• PROBLEM:
Each line from the start of the data below through the one containing "const SSE_CACHE_CONTROL: &str" must be reproduced exactly.

• RECORDS TO USE:

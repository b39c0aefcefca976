//! Writable/readable halves of a server-sent event stream.

use std::fmt;
use std::sync::{Arc, Mutex, MutexGuard, PoisonError, Weak};

use axum::http::header::{CACHE_CONTROL, CONNECTION, CONTENT_TYPE};
use axum::http::HeaderValue;
use bytes::Bytes;
use futures_util::stream;
use tokio::sync::{mpsc, oneshot};

use super::message::{format_messages, EventStreamMessage};
use crate::config::SseConfig;
use crate::event::Event;
use crate::response::{BodyStream, ResponseValue};

const SSE_CONTENT_TYPE: &str = "text/event-stream";
const SSE_CACHE_CONTROL: &str = "private, no-cache, no-store, no-transform, must-revalidate, max-age=0";

type ClosedCallback = Box<dyn FnOnce() + Send>;

struct State {
    writer: Option<mpsc::Sender<Bytes>>,
    unsent: Option<String>,
    paused: bool,
    writer_closed: bool,
    disposed: bool,
    handled: bool,
    on_closed: Vec<ClosedCallback>,
    stop_watcher: Option<oneshot::Sender<()>>,
}

struct Shared {
    state: Mutex<State>,
    reader: EventStreamReader,
}

impl Shared {
    fn lock(&self) -> MutexGuard<'_, State> {
        self.state.lock().unwrap_or_else(PoisonError::into_inner)
    }

    /// Mark the writer closed and fire callbacks. Runs at most once.
    fn settle_closed(&self) {
        let callbacks = {
            let mut state = self.lock();
            if state.writer_closed {
                return;
            }
            state.writer_closed = true;
            std::mem::take(&mut state.on_closed)
        };
        for callback in callbacks {
            callback();
        }
    }

    fn close(&self) {
        {
            let mut state = self.lock();
            state.writer.take();
            state.disposed = true;
            if let Some(stop) = state.stop_watcher.take() {
                let _ = stop.send(());
            }
        }
        self.settle_closed();
    }
}

impl Drop for Shared {
    fn drop(&mut self) {
        let state = self.state.get_mut().unwrap_or_else(PoisonError::into_inner);
        if let Some(stop) = state.stop_watcher.take() {
            let _ = stop.send(());
        }
    }
}

/// Server-side handle of an SSE response.
///
/// Created by a handler, which pushes messages while the transport drains the
/// [`EventStreamReader`] returned by [`EventStream::send`]. Writes after the
/// peer has gone away are dropped silently.
#[derive(Clone)]
pub struct EventStream {
    shared: Arc<Shared>,
}

impl EventStream {
    pub fn new(config: &SseConfig) -> Self {
        let (tx, rx) = mpsc::channel(config.channel_capacity.max(1));
        let (stop_tx, stop_rx) = oneshot::channel();
        let probe = tx.clone();

        let shared = Arc::new(Shared {
            state: Mutex::new(State {
                writer: Some(tx),
                unsent: None,
                paused: false,
                writer_closed: false,
                disposed: false,
                handled: false,
                on_closed: Vec::new(),
                stop_watcher: Some(stop_tx),
            }),
            reader: EventStreamReader::new(rx),
        });

        match tokio::runtime::Handle::try_current() {
            Ok(handle) => {
                handle.spawn(watch_peer(
                    Arc::downgrade(&shared),
                    probe,
                    stop_rx,
                    config.auto_close,
                ));
            }
            Err(_) => tracing::debug!("No async runtime, event stream will not observe peer closure"),
        }

        Self { shared }
    }

    /// Push one message.
    pub async fn push(&self, message: impl Into<EventStreamMessage>) {
        self.write(message.into().format()).await;
    }

    /// Push several messages as a single write.
    pub async fn push_all<I, M>(&self, messages: I)
    where
        I: IntoIterator<Item = M>,
        M: Into<EventStreamMessage>,
    {
        let messages: Vec<EventStreamMessage> = messages.into_iter().map(Into::into).collect();
        if messages.is_empty() {
            return;
        }
        self.write(format_messages(&messages)).await;
    }

    /// Buffer subsequent pushes until [`EventStream::resume`].
    pub fn pause(&self) {
        self.shared.lock().paused = true;
    }

    /// Unpause and flush everything buffered while paused.
    pub async fn resume(&self) {
        self.shared.lock().paused = false;
        self.flush().await;
    }

    /// Write and clear the pending buffer.
    pub async fn flush(&self) {
        let (writer, payload) = {
            let mut state = self.shared.lock();
            if state.writer_closed {
                return;
            }
            let Some(payload) = state.unsent.take() else {
                return;
            };
            match state.writer.clone() {
                Some(writer) => (writer, payload),
                None => return,
            }
        };
        let _ = writer.send(Bytes::from(payload)).await;
    }

    /// Close the writer. Safe to call any number of times.
    pub fn close(&self) {
        self.shared.close();
    }

    /// Register a callback fired once the writer is closed, by either side.
    pub fn on_closed<F>(&self, callback: F)
    where
        F: FnOnce() + Send + 'static,
    {
        {
            let mut state = self.shared.lock();
            if !state.writer_closed {
                state.on_closed.push(Box::new(callback));
                return;
            }
        }
        callback();
    }

    /// Prepare the event's response for streaming and hand out the readable half.
    ///
    /// Only the first call touches status and headers; every call returns the
    /// same reader.
    pub fn send(&self, event: &mut Event) -> EventStreamReader {
        let first = {
            let mut state = self.shared.lock();
            !std::mem::replace(&mut state.handled, true)
        };

        if first {
            let multiplexed = event.is_multiplexed();
            let headers = &mut event.response.headers;
            headers.insert(CONTENT_TYPE, HeaderValue::from_static(SSE_CONTENT_TYPE));
            headers.insert(CACHE_CONTROL, HeaderValue::from_static(SSE_CACHE_CONTROL));
            headers.insert("x-accel-buffering", HeaderValue::from_static("no"));
            if !multiplexed {
                headers.insert(CONNECTION, HeaderValue::from_static("keep-alive"));
            }
            event.response.set_status(200, None);
        }

        self.shared.reader.clone()
    }

    pub fn is_paused(&self) -> bool {
        self.shared.lock().paused
    }

    pub fn is_closed(&self) -> bool {
        self.shared.lock().writer_closed
    }

    pub fn is_disposed(&self) -> bool {
        self.shared.lock().disposed
    }

    pub fn is_handled(&self) -> bool {
        self.shared.lock().handled
    }

    async fn write(&self, payload: String) {
        let writer = {
            let mut state = self.shared.lock();
            if state.writer_closed {
                return;
            }
            if state.paused {
                state.unsent.get_or_insert_with(String::new).push_str(&payload);
                return;
            }
            match state.writer.clone() {
                Some(writer) => writer,
                None => return,
            }
        };
        // The peer may already be gone; nothing to report.
        let _ = writer.send(Bytes::from(payload)).await;
    }
}

impl fmt::Debug for EventStream {
    fn fmt(&self, f: &mut fmt::Formatter<'_>) -> fmt::Result {
        let state = self.shared.lock();
        f.debug_struct("EventStream")
            .field("paused", &state.paused)
            .field("writer_closed", &state.writer_closed)
            .field("disposed", &state.disposed)
            .field("handled", &state.handled)
            .field("unsent", &state.unsent.as_ref().map(String::len))
            .finish()
    }
}

async fn watch_peer(
    shared: Weak<Shared>,
    probe: mpsc::Sender<Bytes>,
    stop: oneshot::Receiver<()>,
    auto_close: bool,
) {
    tokio::select! {
        _ = probe.closed() => {}
        _ = stop => return,
    }
    drop(probe);

    let Some(shared) = shared.upgrade() else {
        return;
    };
    if auto_close {
        tracing::debug!("Event stream peer disconnected, closing");
        shared.close();
    } else {
        shared.settle_closed();
    }
}

/// Readable half of an [`EventStream`].
///
/// Clones share one underlying receiver; the first [`into_body_stream`] takes it
/// and later ones yield an empty stream.
///
/// [`into_body_stream`]: EventStreamReader::into_body_stream
#[derive(Clone)]
pub struct EventStreamReader {
    rx: Arc<Mutex<Option<mpsc::Receiver<Bytes>>>>,
}

impl EventStreamReader {
    fn new(rx: mpsc::Receiver<Bytes>) -> Self {
        Self {
            rx: Arc::new(Mutex::new(Some(rx))),
        }
    }

    /// Whether this reader and `other` drain the same stream.
    pub fn same_stream(&self, other: &EventStreamReader) -> bool {
        Arc::ptr_eq(&self.rx, &other.rx)
    }

    pub fn into_body_stream(self) -> BodyStream {
        let rx = self.rx.lock().unwrap_or_else(PoisonError::into_inner).take();
        match rx {
            Some(rx) => Box::pin(stream::unfold(rx, |mut rx| async move {
                rx.recv().await.map(|chunk| (Ok(chunk), rx))
            })),
            None => Box::pin(stream::empty()),
        }
    }
}

impl fmt::Debug for EventStreamReader {
    fn fmt(&self, f: &mut fmt::Formatter<'_>) -> fmt::Result {
        f.write_str("EventStreamReader(..)")
    }
}

impl From<EventStreamReader> for ResponseValue {
    fn from(reader: EventStreamReader) -> Self {
        ResponseValue::Stream(reader.into_body_stream())
    }
}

• WRITTEN ANSWER:
repository b39c0aefcefca976
//! Writable/readable halves of a server-sent event stream.

use std::fmt;
use std::sync::{Arc, Mutex, MutexGuard, PoisonError, Weak};

use axum::http::header::{CACHE_CONTROL, CONNECTION, CONTENT_TYPE};
use axum::http::HeaderValue;
use bytes::Bytes;
use futures_util::stream;
use tokio::sync::{mpsc, oneshot};

use super::message::{format_messages, EventStreamMessage};
use crate::config::SseConfig;
use crate::event::Event;
use crate::response::{BodyStream, ResponseValue};

const SSE_CONTENT_TYPE: &str = "text/event-stream";
const SSE_CACHE_CONTROL: &str = "private, no-cache, no-store, no-transform, must-revalidate, max-age=0";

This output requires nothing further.